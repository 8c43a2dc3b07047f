//! Core catalog types.
//!
//! Wire names follow the dashboard's TypeScript model (camelCase fields,
//! lowercase enum values). With the `typescript` feature enabled these types
//! can be exported with ts-rs.

use serde::{Deserialize, Serialize};
use std::collections::BTreeSet;
use std::fmt;
use std::str::FromStr;

#[cfg(feature = "typescript")]
use ts_rs::TS;

/// Deployment tier a checklist item is tracked in.
#[derive(Debug, Clone, Copy, PartialEq, Eq, Hash, PartialOrd, Ord, Serialize, Deserialize)]
#[cfg_attr(feature = "typescript", derive(TS))]
#[cfg_attr(feature = "typescript", ts(export))]
#[serde(rename_all = "lowercase")]
pub enum EnvName {
    Local,
    Dev,
    Staging,
    Prod,
}

impl EnvName {
    pub fn as_str(&self) -> &'static str {
        match self {
            Self::Local => "local",
            Self::Dev => "dev",
            Self::Staging => "staging",
            Self::Prod => "prod",
        }
    }

    /// All stages in promotion order.
    pub fn all() -> [Self; 4] {
        [Self::Local, Self::Dev, Self::Staging, Self::Prod]
    }
}

impl fmt::Display for EnvName {
    fn fmt(&self, f: &mut fmt::Formatter<'_>) -> fmt::Result {
        f.write_str(self.as_str())
    }
}

impl FromStr for EnvName {
    type Err = String;

    fn from_str(s: &str) -> Result<Self, Self::Err> {
        match s.to_ascii_lowercase().as_str() {
            "local" => Ok(Self::Local),
            "dev" => Ok(Self::Dev),
            "staging" => Ok(Self::Staging),
            "prod" => Ok(Self::Prod),
            other => Err(format!("unknown environment: {other}")),
        }
    }
}

/// Status of a checklist item in one environment.
///
/// Ordered by maturity, though transitions are not strictly linear:
/// `Blocked` can follow any state. `Verified` is sticky for automated
/// updates.
#[derive(Debug, Clone, Copy, PartialEq, Eq, Hash, Serialize, Deserialize)]
#[cfg_attr(feature = "typescript", derive(TS))]
#[cfg_attr(feature = "typescript", ts(export))]
#[serde(rename_all = "snake_case")]
pub enum StatusEnum {
    NotStarted,
    InProgress,
    Blocked,
    Done,
    Verified,
}

impl StatusEnum {
    /// Wire value, e.g. `in_progress`.
    pub fn as_str(&self) -> &'static str {
        match self {
            Self::NotStarted => "not_started",
            Self::InProgress => "in_progress",
            Self::Blocked => "blocked",
            Self::Done => "done",
            Self::Verified => "verified",
        }
    }

    /// Human-readable label.
    pub fn label(&self) -> &'static str {
        match self {
            Self::NotStarted => "Not Started",
            Self::InProgress => "In Progress",
            Self::Blocked => "Blocked",
            Self::Done => "Done",
            Self::Verified => "Verified",
        }
    }

    /// Whether the item counts towards completion.
    pub fn is_complete(&self) -> bool {
        matches!(self, Self::Done | Self::Verified)
    }

    /// Whether only a human may move the item out of this state.
    pub fn is_locked(&self) -> bool {
        matches!(self, Self::Verified)
    }
}

impl Default for StatusEnum {
    fn default() -> Self {
        Self::NotStarted
    }
}

impl fmt::Display for StatusEnum {
    fn fmt(&self, f: &mut fmt::Formatter<'_>) -> fmt::Result {
        f.write_str(self.as_str())
    }
}

impl FromStr for StatusEnum {
    type Err = String;

    fn from_str(s: &str) -> Result<Self, Self::Err> {
        match s.to_ascii_lowercase().replace('-', "_").as_str() {
            "not_started" => Ok(Self::NotStarted),
            "in_progress" => Ok(Self::InProgress),
            "blocked" => Ok(Self::Blocked),
            "done" => Ok(Self::Done),
            "verified" => Ok(Self::Verified),
            other => Err(format!("unknown status: {other}")),
        }
    }
}

/// A deployment environment.
#[derive(Debug, Clone, PartialEq, Eq, Serialize, Deserialize)]
#[cfg_attr(feature = "typescript", derive(TS))]
#[cfg_attr(feature = "typescript", ts(export))]
pub struct Environment {
    pub id: String,
    pub name: EnvName,
}

impl Environment {
    pub fn new(id: impl Into<String>, name: EnvName) -> Self {
        Self {
            id: id.into(),
            name,
        }
    }
}

/// A tracked repository.
#[derive(Debug, Clone, PartialEq, Eq, Serialize, Deserialize)]
#[cfg_attr(feature = "typescript", derive(TS))]
#[cfg_attr(feature = "typescript", ts(export))]
#[serde(rename_all = "camelCase")]
pub struct Project {
    pub id: String,
    pub name: String,
    pub repo_url: String,
    pub default_branch: String,
}

/// A group of checklist items.
#[derive(Debug, Clone, PartialEq, Eq, Serialize, Deserialize)]
#[cfg_attr(feature = "typescript", derive(TS))]
#[cfg_attr(feature = "typescript", ts(export))]
#[serde(rename_all = "camelCase")]
pub struct Category {
    pub id: String,
    pub slug: String,
    pub title: String,
    pub description: String,
    pub order: u32,
    pub stages: BTreeSet<EnvName>,
}

/// One trackable engineering practice, scoped to the stages where it applies.
#[derive(Debug, Clone, PartialEq, Eq, Serialize, Deserialize)]
#[cfg_attr(feature = "typescript", derive(TS))]
#[cfg_attr(feature = "typescript", ts(export))]
#[serde(rename_all = "camelCase")]
pub struct Subcategory {
    pub id: String,
    pub category_id: String,
    pub slug: String,
    pub title: String,
    pub required: bool,
    pub stages: BTreeSet<EnvName>,
}

impl Subcategory {
    /// Whether this item is tracked in the given stage.
    pub fn applies_to(&self, stage: EnvName) -> bool {
        self.stages.contains(&stage)
    }
}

◇ ◇ ◇ ◇ ◇ ◇ ◇

Instructions for the task
Your reply should be one number: the count of lines above that hold the word "FromStr".

Task output
3